Stored data entries
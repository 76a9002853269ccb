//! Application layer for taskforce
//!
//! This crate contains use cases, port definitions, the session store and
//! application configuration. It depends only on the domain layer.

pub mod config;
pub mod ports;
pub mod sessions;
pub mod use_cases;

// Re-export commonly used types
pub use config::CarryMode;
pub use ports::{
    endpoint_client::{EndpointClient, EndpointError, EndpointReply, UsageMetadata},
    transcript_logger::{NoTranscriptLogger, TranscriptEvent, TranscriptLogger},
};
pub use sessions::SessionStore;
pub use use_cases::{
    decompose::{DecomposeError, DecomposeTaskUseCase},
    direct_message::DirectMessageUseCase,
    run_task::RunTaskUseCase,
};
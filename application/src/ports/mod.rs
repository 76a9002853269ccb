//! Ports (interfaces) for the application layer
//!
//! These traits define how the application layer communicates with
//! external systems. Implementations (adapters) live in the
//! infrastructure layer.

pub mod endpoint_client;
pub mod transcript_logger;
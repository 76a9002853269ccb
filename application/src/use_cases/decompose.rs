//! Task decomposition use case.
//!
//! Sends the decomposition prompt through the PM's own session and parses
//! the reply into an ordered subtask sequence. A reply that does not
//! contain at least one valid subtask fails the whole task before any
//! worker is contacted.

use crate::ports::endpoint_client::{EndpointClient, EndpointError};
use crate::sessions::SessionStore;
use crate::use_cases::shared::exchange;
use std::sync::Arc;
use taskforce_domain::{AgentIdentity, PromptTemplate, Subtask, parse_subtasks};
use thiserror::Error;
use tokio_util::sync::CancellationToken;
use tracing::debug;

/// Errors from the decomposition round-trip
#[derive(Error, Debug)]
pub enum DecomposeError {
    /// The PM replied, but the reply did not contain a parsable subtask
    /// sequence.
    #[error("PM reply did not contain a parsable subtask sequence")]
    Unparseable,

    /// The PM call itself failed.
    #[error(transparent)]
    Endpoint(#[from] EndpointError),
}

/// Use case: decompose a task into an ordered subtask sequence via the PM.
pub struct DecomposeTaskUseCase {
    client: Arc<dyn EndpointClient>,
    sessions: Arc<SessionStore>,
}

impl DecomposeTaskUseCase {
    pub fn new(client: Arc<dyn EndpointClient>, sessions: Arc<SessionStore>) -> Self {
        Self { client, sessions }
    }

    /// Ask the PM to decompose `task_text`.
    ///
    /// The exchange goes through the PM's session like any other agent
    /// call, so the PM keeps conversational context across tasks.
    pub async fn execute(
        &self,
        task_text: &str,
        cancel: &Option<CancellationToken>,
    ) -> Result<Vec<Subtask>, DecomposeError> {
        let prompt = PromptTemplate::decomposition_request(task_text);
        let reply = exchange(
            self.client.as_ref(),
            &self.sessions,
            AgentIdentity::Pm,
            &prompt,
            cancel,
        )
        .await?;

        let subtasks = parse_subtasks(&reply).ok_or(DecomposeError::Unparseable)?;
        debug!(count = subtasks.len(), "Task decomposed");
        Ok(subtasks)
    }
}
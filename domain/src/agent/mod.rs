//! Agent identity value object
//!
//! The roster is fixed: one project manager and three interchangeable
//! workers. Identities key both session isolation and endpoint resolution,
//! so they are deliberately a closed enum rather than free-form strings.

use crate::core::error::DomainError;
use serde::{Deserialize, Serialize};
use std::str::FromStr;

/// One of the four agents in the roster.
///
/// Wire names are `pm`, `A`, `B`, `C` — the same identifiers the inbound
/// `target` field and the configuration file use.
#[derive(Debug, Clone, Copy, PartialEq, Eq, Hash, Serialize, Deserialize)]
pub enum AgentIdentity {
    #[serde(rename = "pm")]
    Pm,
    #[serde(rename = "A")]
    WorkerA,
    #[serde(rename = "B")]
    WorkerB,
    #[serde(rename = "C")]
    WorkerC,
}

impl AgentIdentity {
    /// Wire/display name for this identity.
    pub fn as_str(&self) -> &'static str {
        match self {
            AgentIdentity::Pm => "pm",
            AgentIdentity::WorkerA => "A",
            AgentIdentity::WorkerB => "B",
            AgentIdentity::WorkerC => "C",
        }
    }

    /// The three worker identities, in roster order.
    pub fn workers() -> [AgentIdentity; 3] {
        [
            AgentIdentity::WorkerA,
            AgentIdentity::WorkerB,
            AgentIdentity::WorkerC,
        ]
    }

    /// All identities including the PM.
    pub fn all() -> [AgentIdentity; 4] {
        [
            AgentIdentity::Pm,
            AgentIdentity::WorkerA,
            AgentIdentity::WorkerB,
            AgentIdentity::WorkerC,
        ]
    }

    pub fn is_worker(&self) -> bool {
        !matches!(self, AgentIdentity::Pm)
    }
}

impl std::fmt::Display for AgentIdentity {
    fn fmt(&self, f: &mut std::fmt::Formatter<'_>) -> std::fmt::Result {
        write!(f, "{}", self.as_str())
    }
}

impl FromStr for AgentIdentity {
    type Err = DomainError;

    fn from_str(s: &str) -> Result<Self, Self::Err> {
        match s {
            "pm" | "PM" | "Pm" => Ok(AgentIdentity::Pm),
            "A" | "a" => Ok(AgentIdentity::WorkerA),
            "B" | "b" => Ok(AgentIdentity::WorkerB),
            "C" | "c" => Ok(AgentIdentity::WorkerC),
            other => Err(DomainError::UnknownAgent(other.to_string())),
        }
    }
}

◆ **PROBLEM DESCRIPTION**: Output every line of the data again, exactly.

◆ **ANSWER**:
repository 76a9002853269ccb
//! Application layer for taskforce
//!
//! This crate contains use cases, port definitions, the session store and
//! application configuration. It depends only on the domain layer.

pub mod config;
pub mod ports;
pub mod sessions;
pub mod use_cases;

// Re-export commonly used types
pub use config::CarryMode;
pub use ports::{
    endpoint_client::{EndpointClient, EndpointError, EndpointReply, UsageMetadata},
    transcript_logger::{NoTranscriptLogger, TranscriptEvent, TranscriptLogger},
};
pub use sessions::SessionStore;
pub use use_cases::{
    decompose::{DecomposeError, DecomposeTaskUseCase},
    direct_message::DirectMessageUseCase,
    run_task::RunTaskUseCase,
};
filename application/src/ports/mod.rs
repository 76a9002853269ccb
//! Ports (interfaces) for the application layer
//!
//! These traits define how the application layer communicates with
//! external systems. Implementations (adapters) live in the
//! infrastructure layer.

pub mod endpoint_client;
pub mod transcript_logger;
repository 76a9002853269ccb
filename application/src/use_cases/decompose.rs
//! Task decomposition use case.
//!
//! Sends the decomposition prompt through the PM's own session and parses
//! the reply into an ordered subtask sequence. A reply that does not
//! contain at least one valid subtask fails the whole task before any
//! worker is contacted.

use crate::ports::endpoint_client::{EndpointClient, EndpointError};
use crate::sessions::SessionStore;
use crate::use_cases::shared::exchange;
use std::sync::Arc;
use taskforce_domain::{AgentIdentity, PromptTemplate, Subtask, parse_subtasks};
use thiserror::Error;
use tokio_util::sync::CancellationToken;
use tracing::debug;

/// Errors from the decomposition round-trip
#[derive(Error, Debug)]
pub enum DecomposeError {
    /// The PM replied, but the reply did not contain a parsable subtask
    /// sequence.
    #[error("PM reply did not contain a parsable subtask sequence")]
    Unparseable,

    /// The PM call itself failed.
    #[error(transparent)]
    Endpoint(#[from] EndpointError),
}

/// Use case: decompose a task into an ordered subtask sequence via the PM.
pub struct DecomposeTaskUseCase {
    client: Arc<dyn EndpointClient>,
    sessions: Arc<SessionStore>,
}

impl DecomposeTaskUseCase {
    pub fn new(client: Arc<dyn EndpointClient>, sessions: Arc<SessionStore>) -> Self {
        Self { client, sessions }
    }

    /// Ask the PM to decompose `task_text`.
    ///
    /// The exchange goes through the PM's session like any other agent
    /// call, so the PM keeps conversational context across tasks.
    pub async fn execute(
        &self,
        task_text: &str,
        cancel: &Option<CancellationToken>,
    ) -> Result<Vec<Subtask>, DecomposeError> {
        let prompt = PromptTemplate::decomposition_request(task_text);
        let reply = exchange(
            self.client.as_ref(),
            &self.sessions,
            AgentIdentity::Pm,
            &prompt,
            cancel,
        )
        .await?;

        let subtasks = parse_subtasks(&reply).ok_or(DecomposeError::Unparseable)?;
        debug!(count = subtasks.len(), "Task decomposed");
        Ok(subtasks)
    }
}
filename domain/src/agent/mod.rs
//! Agent identity value object
//!
//! The roster is fixed: one project manager and three interchangeable
//! workers. Identities key both session isolation and endpoint resolution,
//! so they are deliberately a closed enum rather than free-form strings.

use crate::core::error::DomainError;
use serde::{Deserialize, Serialize};
use std::str::FromStr;

/// One of the four agents in the roster.
///
/// Wire names are `pm`, `A`, `B`, `C` — the same identifiers the inbound
/// `target` field and the configuration file use.
#[derive(Debug, Clone, Copy, PartialEq, Eq, Hash, Serialize, Deserialize)]
pub enum AgentIdentity {
    #[serde(rename = "pm")]
    Pm,
    #[serde(rename = "A")]
    WorkerA,
    #[serde(rename = "B")]
    WorkerB,
    #[serde(rename = "C")]
    WorkerC,
}

impl AgentIdentity {
    /// Wire/display name for this identity.
    pub fn as_str(&self) -> &'static str {
        match self {
            AgentIdentity::Pm => "pm",
            AgentIdentity::WorkerA => "A",
            AgentIdentity::WorkerB => "B",
            AgentIdentity::WorkerC => "C",
        }
    }

    /// The three worker identities, in roster order.
    pub fn workers() -> [AgentIdentity; 3] {
        [
            AgentIdentity::WorkerA,
            AgentIdentity::WorkerB,
            AgentIdentity::WorkerC,
        ]
    }

    /// All identities including the PM.
    pub fn all() -> [AgentIdentity; 4] {
        [
            AgentIdentity::Pm,
            AgentIdentity::WorkerA,
            AgentIdentity::WorkerB,
            AgentIdentity::WorkerC,
        ]
    }

    pub fn is_worker(&self) -> bool {
        !matches!(self, AgentIdentity::Pm)
    }
}

impl std::fmt::Display for AgentIdentity {
    fn fmt(&self, f: &mut std::fmt::Formatter<'_>) -> std::fmt::Result {
        write!(f, "{}", self.as_str())
    }
}

impl FromStr for AgentIdentity {
    type Err = DomainError;

    fn from_str(s: &str) -> Result<Self, Self::Err> {
        match s {
            "pm" | "PM" | "Pm" => Ok(AgentIdentity::Pm),
            "A" | "a" => Ok(AgentIdentity::WorkerA),
            "B" | "b" => Ok(AgentIdentity::WorkerB),
            "C" | "c" => Ok(AgentIdentity::WorkerC),
            other => Err(DomainError::UnknownAgent(other.to_string())),
        }
    }
}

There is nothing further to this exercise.